The recent floods that have affected over half of the country’s districts, with Phalombe, Chikwawa and Nsanje as worst affected, left a huge dent on the economy. The damage of these floods on the social fabric, too, is telling when one thinks of the lives lost and hundreds of households that were displaced. An estimated 630 000 people were affected countrywide. This is according to the Department of Disaster Management Affairs (Dodma) and the UN Malawi office.

While different populations may face similar risks of exposure to the negative effects of disasters such as floods, their vulnerability hinges on their socio-economic conditions, availability of resources and infrastructure. Persons with disabilities, who constitute a significant proportion of the poorest of the poor in Malawi, are clearly disproportionately affected when disasters and emergencies strike.

In most countries affected by disaster in developing and developed world alike, the disproportionate impact of occurrences like floods to persons with disabilities is exacerbated by inaccessible evacuation, poor response, and weak recovery efforts and exclusion of disability issues in disaster management planning and preparedness. In fact, the National Council on Disability (NCD) in the United States estimated that a disproportionate number of fatalities of the Hurricane Katrina were persons with disabilities.

Surely, the recent floods in our country have affected many persons with disabilities socio-economically; thus a disability-specific assessment of the floods can unravel the exact plight of such people.

Maybe the question could be how the various relief and rescue interventions are addressing specific needs of persons with disabilities in the affected areas. How effective have these efforts been as they relate to the needs and challenges of persons with disabilities?

Granted, government realises the need for strategic and proactive investment in disaster risk reduction for sustainable poverty reduction and ultimate national development; but the existing institutional, policy and legislative framework could do better.

Yes, these tools could do better to respond to the emergency needs of marginalised segments of the Malawi population like persons with disabilities and the elderly. Malawi adopted the National Adaptation Programme of Action (Napa) that clarifies the impact of climate change on disasters; the country has a Disaster Preparedness and Relief Act of 1991 and there is a full Department of Disaster Management Affairs which has a Disaster Contingency Plan in place.

However, the absence of a Disaster Risk Management (DRM) Policy puts into question the country’s commitment to managing disaster risks.

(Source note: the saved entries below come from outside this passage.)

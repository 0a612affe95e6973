use crate::keybindings::Action;
use crate::matching::{
    ascii_case_insensitive_subsequence, normalize_fuzzy_needle, recency_frequency_bonus,
    safe_fuzzy_indices,
};
use crate::types::CommandFrequency;
use chrono::Utc;
use nucleo::{Config, Matcher, Utf32Str};
use std::collections::HashMap;

#[derive(Debug, Clone, Eq, PartialEq)]
pub struct CommandDef {
    pub id: &'static str,
    pub display_name: &'static str,
    pub keybinding: &'static str,
    pub action: Action,
}

#[derive(Debug, Clone, PartialEq)]
pub struct RankedCommand {
    pub command_idx: usize,
    pub score: f64,
    pub matched_indices: Vec<usize>,
}

#[derive(Debug, Clone, PartialEq)]
pub struct CommandPaletteState {
    pub query: String,
    pub selected_index: usize,
    pub filtered: Vec<RankedCommand>,
    pub frequencies: HashMap<String, CommandFrequency>,
}

impl CommandPaletteState {
    pub fn new(frequencies: HashMap<String, CommandFrequency>) -> Self {
        let mut state = Self {
            query: String::new(),
            selected_index: 0,
            filtered: Vec::new(),
            frequencies,
        };
        state.update_query();
        state
    }

    pub fn update_query(&mut self) {
        let commands = all_commands();
        let previous_len = self.filtered.len();
        self.filtered = rank_commands(&self.query, &commands, &self.frequencies);
        if self.filtered.is_empty() || self.filtered.len() < previous_len {
            self.selected_index = 0;
        } else {
            self.selected_index = self.selected_index.min(self.filtered.len() - 1);
        }
    }

    pub fn move_selection(&mut self, delta: isize) {
        if self.filtered.is_empty() {
            self.selected_index = 0;
            return;
        }

        let len = self.filtered.len() as isize;
        let next = (self.selected_index as isize + delta).rem_euclid(len);
        self.selected_index = next as usize;
    }

    pub fn selected_command(&self) -> Option<CommandDef> {
        let selected = self.filtered.get(self.selected_index)?;
        all_commands().get(selected.command_idx).cloned()
    }

    pub fn selected_command_id(&self) -> Option<String> {
        self.selected_command().map(|command| command.id.to_string())
    }
}

pub fn rank_commands(
    query: &str,
    commands: &[CommandDef],
    frequencies: &HashMap<String, CommandFrequency>,
) -> Vec<RankedCommand> {
    let now = Utc::now();
    let mut ranked = Vec::with_capacity(commands.len());
    let normalized_query = normalize_fuzzy_needle(query);

    if normalized_query.is_empty() {
        for (idx, command) in commands.iter().enumerate() {
            ranked.push(RankedCommand {
                command_idx: idx,
                score: frequency_bonus(command.id, frequencies, now),
                matched_indices: Vec::new(),
            });
        }

        ranked.sort_by(|a, b| {
            b.score
                .partial_cmp(&a.score)
                .unwrap_or(std::cmp::Ordering::Equal)
                .then_with(|| a.command_idx.cmp(&b.command_idx))
        });
        return ranked;
    }

    let mut matcher = Matcher::new(Config::DEFAULT);
    let mut query_buf = Vec::new();
    let query_utf32 = Utf32Str::new(normalized_query.as_str(), &mut query_buf);
    let mut display_name_buf = Vec::new();
    let mut matched_indices = Vec::new();

    for (idx, command) in commands.iter().enumerate() {
        matched_indices.clear();
        if !ascii_case_insensitive_subsequence(command.display_name, normalized_query.as_str()) {
            continue;
        }
        let display_name_utf32 = Utf32Str::new(command.display_name, &mut display_name_buf);
        if let Some(fuzzy_score) = safe_fuzzy_indices(
            &mut matcher,
            display_name_utf32,
            query_utf32,
            &mut matched_indices,
        ) {
            ranked.push(RankedCommand {
                command_idx: idx,
                score: f64::from(fuzzy_score) + frequency_bonus(command.id, frequencies, now),
                matched_indices: matched_indices
                    .iter()
                    .map(|index| *index as usize)
                    .collect(),
            });
        }
    }

    ranked.sort_by(|a, b| {
        b.score
            .partial_cmp(&a.score)
            .unwrap_or(std::cmp::Ordering::Equal)
            .then_with(|| a.command_idx.cmp(&b.command_idx))
    });
    ranked
}

fn frequency_bonus(
    command_id: &str,
    frequencies: &HashMap<String, CommandFrequency>,
    now: chrono::DateTime<Utc>,
) -> f64 {
    let Some(freq) = frequencies.get(command_id) else {
        return 0.0;
    };

    recency_frequency_bonus(freq.use_count, &freq.last_used, now, 0.3, 0.7, 24.0, 100.0)
}

pub fn all_commands() -> Vec<CommandDef> {
    vec![
        CommandDef {
            id: "new_task",
            display_name: "New Task",
            keybinding: "n",
            action: Action::OpenNewTaskDialog,
        },
        CommandDef {
            id: "edit_task",
            display_name: "Edit Selected Task",
            keybinding: "e",
            action: Action::OpenEditTaskDialog,
        },
        CommandDef {
            id: "complete_task",
            display_name: "Complete Selected Task",
            keybinding: "c",
            action: Action::CompleteTask,
        },
        CommandDef {
            id: "delete_task",
            display_name: "Delete Selected Task",
            keybinding: "d",
            action: Action::OpenDeleteTaskDialog,
        },
        CommandDef {
            id: "move_task_left",
            display_name: "Move Task Left",
            keybinding: "H",
            action: Action::MoveTaskLeft,
        },
        CommandDef {
            id: "move_task_right",
            display_name: "Move Task Right",
            keybinding: "L",
            action: Action::MoveTaskRight,
        },
        CommandDef {
            id: "toggle_view",
            display_name: "Toggle Kanban/Table View",
            keybinding: "\\",
            action: Action::ToggleViewMode,
        },
        CommandDef {
            id: "toggle_chat",
            display_name: "Toggle Chat Panel",
            keybinding: "m",
            action: Action::ToggleChatPanel,
        },
        CommandDef {
            id: "next_contact",
            display_name: "Next Contact",
            keybinding: "]",
            action: Action::NextContact,
        },
        CommandDef {
            id: "prev_contact",
            display_name: "Previous Contact",
            keybinding: "[",
            action: Action::PrevContact,
        },
        CommandDef {
            id: "users_view",
            display_name: "Open Users View",
            keybinding: "u",
            action: Action::OpenUsersView,
        },
        CommandDef {
            id: "refresh",
            display_name: "Refresh Board",
            keybinding: "r",
            action: Action::Refresh,
        },
        CommandDef {
            id: "navigate_left",
            display_name: "Navigate Left",
            keybinding: "h / ←",
            action: Action::NavigateLeft,
        },
        CommandDef {
            id: "navigate_right",
            display_name: "Navigate Right",
            keybinding: "l / →",
            action: Action::NavigateRight,
        },
        CommandDef {
            id: "select_up",
            display_name: "Select Up",
            keybinding: "k / ↑",
            action: Action::SelectUp,
        },
        CommandDef {
            id: "select_down",
            display_name: "Select Down",
            keybinding: "j / ↓",
            action: Action::SelectDown,
        },
        CommandDef {
            id: "help",
            display_name: "Help",
            keybinding: "?",
            action: Action::ToggleHelp,
        },
        CommandDef {
            id: "quit",
            display_name: "Quit",
            keybinding: "q",
            action: Action::Quit,
        },
    ]
}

One would thus doubt the special consideration of persons with physical, visual, hearing and intellectual disabilities among the affected population if there are no policy guidelines to manage the risks of the floods for the general population. That the country’s DRM policy has been in draft form over the years is not only inconceivable but also too big a joke to fathom in this era of climate change.

For persons with disabilities, the climate change discourses around adaptation, mitigation, vulnerability and resilience are of particular importance. The degree of vulnerability to natural occurrences like floods is determined by underlying natural, human, social, physical and financial factors and this is why persons with disabilities are one of the most affected marginalised groups in Malawi because the majority of them are mired in abject poverty. As a country let us not neglect persons with disabilities in climate change and disaster risk management matters.

Article 11 of the UN Convention on the Rights of Persons with Disabilities—which Malawi ratified in 2009—obligates States parties to take all necessary measures to ensure the protection and safety of persons with disabilities in situations of risk, including situations of armed conflict, humanitarian emergencies and the occurrence of natural disasters.

It is, however, unfortunate to note that while almost all critical fundamental human rights guarantees under the convention were domesticated through the Disability Act of 2012, the issue of rights of this marginalised group during situations of risk and humanitarian emergencies is conspicuously silent in the new disability law.

 

*George Chiusiwa is a human rights worker based in Lilongwe but writing in his personal capacity.